Signé le 23 janvier 2024, le contrat faisait suite à un marché de la Banque mondiale portant sur la fourniture de matériel à la République démocratique du Congo. Africa Medical Supplier Plc devait payer ABZL dans un délai de 60 jours. Selon le parquet, la société n’avait pas respecté cet engagement et avait repoussé le paiement malgré les relances d’ABZL, avant que Shema ne promette de régler la dette.
Le 5 août 2025, Shema aurait remis à ABZL deux chèques de 400 000 et 200 000 dollars, qui n’étaient pas provisionnés. Le parquet a indiqué que la banque avait confirmé que le compte concerné ne disposait que de 1 183 dollars entre le 1er et le 10 août 2025.
Shema rejette les accusations et affirme que « les relations commerciales entre Africa Medical Supplier Plc et ABZL, commencées en 2017, s’étaient jusque-là déroulées normalement ». Il a expliqué que sa société avait payé 400 000 dollars en mai 2024, puis 400 000 dollars supplémentaires en décembre de la même année, mais que ce dernier paiement n’avait pas été reçu par ABZL en raison d’un problème avec le compte bancaire destinataire.
Il s’est référé à l’article 6 du contrat, qui prévoyait qu’ABZL devait fournir un autre compte en cas de problème bancaire. Selon lui, un différend entre les actionnaires d’ABZL a ensuite conduit l’un d’eux, également plaignant dans l’affaire, à modifier le chèque et à demander son paiement sur un compte de US Bank aux États-Unis, en y ajoutant la date du 5 août 2025.
Shema a estimé qu’il était incohérent qu’un chèque destiné à être payé à Dubaï se retrouve finalement aux États-Unis.
Son avocat, Me Sangano Yves, a également contesté la chronologie du dossier. Il a relevé que les chèques avaient été annulés par la banque de Shema le 16 juillet 2025, alors que l’infraction était censée avoir été commise le 5 août 2025. Il a ajouté que le chèque, initialement destiné aux Émirats arabes unis, avait été présenté à US Bank le 25 juin 2025.
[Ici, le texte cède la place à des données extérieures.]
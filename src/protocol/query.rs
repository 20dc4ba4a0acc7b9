//! Outgoing query messages
//!
//! The query term itself is produced by a higher layer; this module only
//! wraps it into the START envelope and builds the control messages
//! (CONTINUE, STOP, NOREPLY_WAIT) that drive an open cursor.

use serde_json::{Map, Value};

use crate::constants::QueryType;
use crate::error::{Error, Result};
use crate::protocol::Frame;

/// A message sent from the client to the server
#[derive(Debug, Clone, PartialEq)]
pub enum Query {
    /// Start a new query with an encoded term and global optargs
    Start {
        /// Encoded query term
        term: Value,
        /// Global optional arguments (e.g. `db`)
        optargs: Map<String, Value>,
    },
    /// Ask for the next batch
    Continue,
    /// Stop an open query
    Stop,
    /// Wait for outstanding noreply writes
    NoreplyWait,
}

impl Query {
    /// Create a START query without optargs
    pub fn start(term: Value) -> Self {
        Query::Start {
            term,
            optargs: Map::new(),
        }
    }

    /// Get the query type
    pub fn query_type(&self) -> QueryType {
        match self {
            Query::Start { .. } => QueryType::Start,
            Query::Continue => QueryType::Continue,
            Query::Stop => QueryType::Stop,
            Query::NoreplyWait => QueryType::NoreplyWait,
        }
    }

    /// Build the JSON body of this query
    pub fn to_json(&self) -> Value {
        let code = Value::from(self.query_type() as u8);
        match self {
            Query::Start { term, optargs } if optargs.is_empty() => {
                Value::Array(vec![code, term.clone()])
            }
            Query::Start { term, optargs } => {
                Value::Array(vec![code, term.clone(), Value::Object(optargs.clone())])
            }
            _ => Value::Array(vec![code]),
        }
    }

    /// Build the frame carrying this query for `token`
    pub fn to_frame(&self, token: u64) -> Result<Frame> {
        let body = serde_json::to_vec(&self.to_json())
            .map_err(|e| Error::InvalidQuery(e.to_string()))?;
        Ok(Frame::new(token, body))
    }

    /// Parse a query back out of a frame body
    pub fn from_frame(frame: &Frame) -> Result<Self> {
        let body: Value = serde_json::from_slice(&frame.payload)
            .map_err(|e| Error::InvalidQuery(e.to_string()))?;
        let parts = body
            .as_array()
            .ok_or_else(|| Error::InvalidQuery("query body is not an array".to_string()))?;
        let code = parts
            .first()
            .and_then(Value::as_u64)
            .ok_or_else(|| Error::InvalidQuery("missing query type".to_string()))?;

        match QueryType::try_from(code)? {
            QueryType::Start => {
                let term = parts
                    .get(1)
                    .cloned()
                    .ok_or_else(|| Error::InvalidQuery("START without a term".to_string()))?;
                let optargs = match parts.get(2) {
                    Some(Value::Object(map)) => map.clone(),
                    Some(_) => {
                        return Err(Error::InvalidQuery("optargs must be an object".to_string()))
                    }
                    None => Map::new(),
                };
                Ok(Query::Start { term, optargs })
            }
            QueryType::Continue => Ok(Query::Continue),
            QueryType::Stop => Ok(Query::Stop),
            QueryType::NoreplyWait => Ok(Query::NoreplyWait),
        }
    }
}
//! Fetch scheduling
//!
//! Decides when the next continuation request goes out. At most one request
//! is ever outstanding per cursor, and a new one is only issued while the
//! queue sits below the low-water mark derived from the prefetch window.

/// How far ahead of the consumer a cursor may fetch
#[derive(Debug, Clone, Copy, PartialEq, Eq)]
pub enum PrefetchWindow {
    /// Keep at least this many rows buffered
    Rows(usize),
    /// Keep at least this many batches buffered, sized by the largest
    /// batch seen so far
    Batches(usize),
}

impl PrefetchWindow {
    /// Check if the window is zero-sized
    pub fn is_empty(&self) -> bool {
        matches!(self, PrefetchWindow::Rows(0) | PrefetchWindow::Batches(0))
    }
}

impl Default for PrefetchWindow {
    fn default() -> Self {
        PrefetchWindow::Batches(2)
    }
}

/// Per-cursor fetch bookkeeping
#[derive(Debug, Clone)]
pub(crate) struct FetchScheduler {
    window: PrefetchWindow,
    largest_batch: usize,
    in_flight: bool,
    continuations: u64,
}

impl FetchScheduler {
    /// Create a scheduler whose initial query is already in flight
    pub(crate) fn new(window: PrefetchWindow) -> Self {
        Self {
            window,
            largest_batch: 0,
            in_flight: true,
            continuations: 0,
        }
    }

    pub(crate) fn low_water_mark(&self) -> usize {
        match self.window {
            PrefetchWindow::Rows(rows) => rows,
            PrefetchWindow::Batches(batches) => batches.saturating_mul(self.largest_batch.max(1)),
        }
    }

    /// Whether a continuation should be issued for a queue of `queued` rows
    pub(crate) fn should_fetch(&self, queued: usize) -> bool {
        !self.in_flight && queued < self.low_water_mark()
    }

    /// Record that a continuation request was issued
    pub(crate) fn begin(&mut self) {
        debug_assert!(!self.in_flight, "duplicate continuation request");
        self.in_flight = true;
        self.continuations += 1;
    }

    /// Record a response carrying `rows` rows
    pub(crate) fn complete(&mut self, rows: usize) {
        self.in_flight = false;
        self.largest_batch = self.largest_batch.max(rows);
    }

    /// Forget any outstanding request; the cursor has gone terminal
    pub(crate) fn cancel(&mut self) {
        self.in_flight = false;
    }

    pub(crate) fn in_flight(&self) -> bool {
        self.in_flight
    }

    pub(crate) fn continuations(&self) -> u64 {
        self.continuations
    }
}

#[cfg(test)]
mod tests {
    use super::*;

    #[test]
    fn test_initial_request_blocks_fetch() {
        let scheduler = FetchScheduler::new(PrefetchWindow::Rows(10));
        assert!(scheduler.in_flight());
        assert!(!scheduler.should_fetch(0));
    }

    #[test]
    fn test_row_window() {
        let mut scheduler = FetchScheduler::new(PrefetchWindow::Rows(10));
        scheduler.complete(100);
        assert_eq!(scheduler.low_water_mark(), 10);
        assert!(!scheduler.should_fetch(10));
        assert!(scheduler.should_fetch(9));

        scheduler.begin();
        assert!(!scheduler.should_fetch(0));
        assert_eq!(scheduler.continuations(), 1);
    }

    #[test]
    fn test_batch_window_tracks_largest_batch() {
        let mut scheduler = FetchScheduler::new(PrefetchWindow::Batches(2));
        assert_eq!(scheduler.low_water_mark(), 2);

        scheduler.complete(1000);
        assert_eq!(scheduler.low_water_mark(), 2000);
        assert!(scheduler.should_fetch(1999));

        scheduler.begin();
        scheduler.complete(10);
        assert_eq!(scheduler.low_water_mark(), 2000);
    }

    #[test]
    fn test_cancel_clears_in_flight() {
        let mut scheduler = FetchScheduler::new(PrefetchWindow::default());
        scheduler.cancel();
        assert!(!scheduler.in_flight());
    }

    #[test]
    fn test_empty_window() {
        assert!(PrefetchWindow::Rows(0).is_empty());
        assert!(PrefetchWindow::Batches(0).is_empty());
        assert!(!PrefetchWindow::default().is_empty());
    }
}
« Nous estimons que l’une des raisons pour lesquelles I&M les a annulés est la modification du compte, qui est contraire à la loi », a-t-il déclaré.
La défense a par ailleurs présenté au tribunal une preuve du paiement de 600 000 dollars effectué auprès de BK, ainsi qu’une demande adressée au RIB pour faciliter le transfert de cette somme vers le compte destinataire.
Le juge a relevé que les deux chèques portaient le même numéro, tandis que l’original ne comportait pas de date et que sa copie portait une date pouvant être le 5 ou le 8 août 2025.
Dans sa décision du 2 septembre, le Tribunal de première instance de Nyarugenge avait estimé que, si Shema considérait qu’une fraude avait été commise, il devait porter plainte afin que son auteur présumé soit poursuivi.
Shema avait fait appel de son placement en détention provisoire, demandant à être poursuivi en liberté. L’affaire doit désormais être examinée le 23 septembre 2026, après la conclusion de l’accord avec le parquet.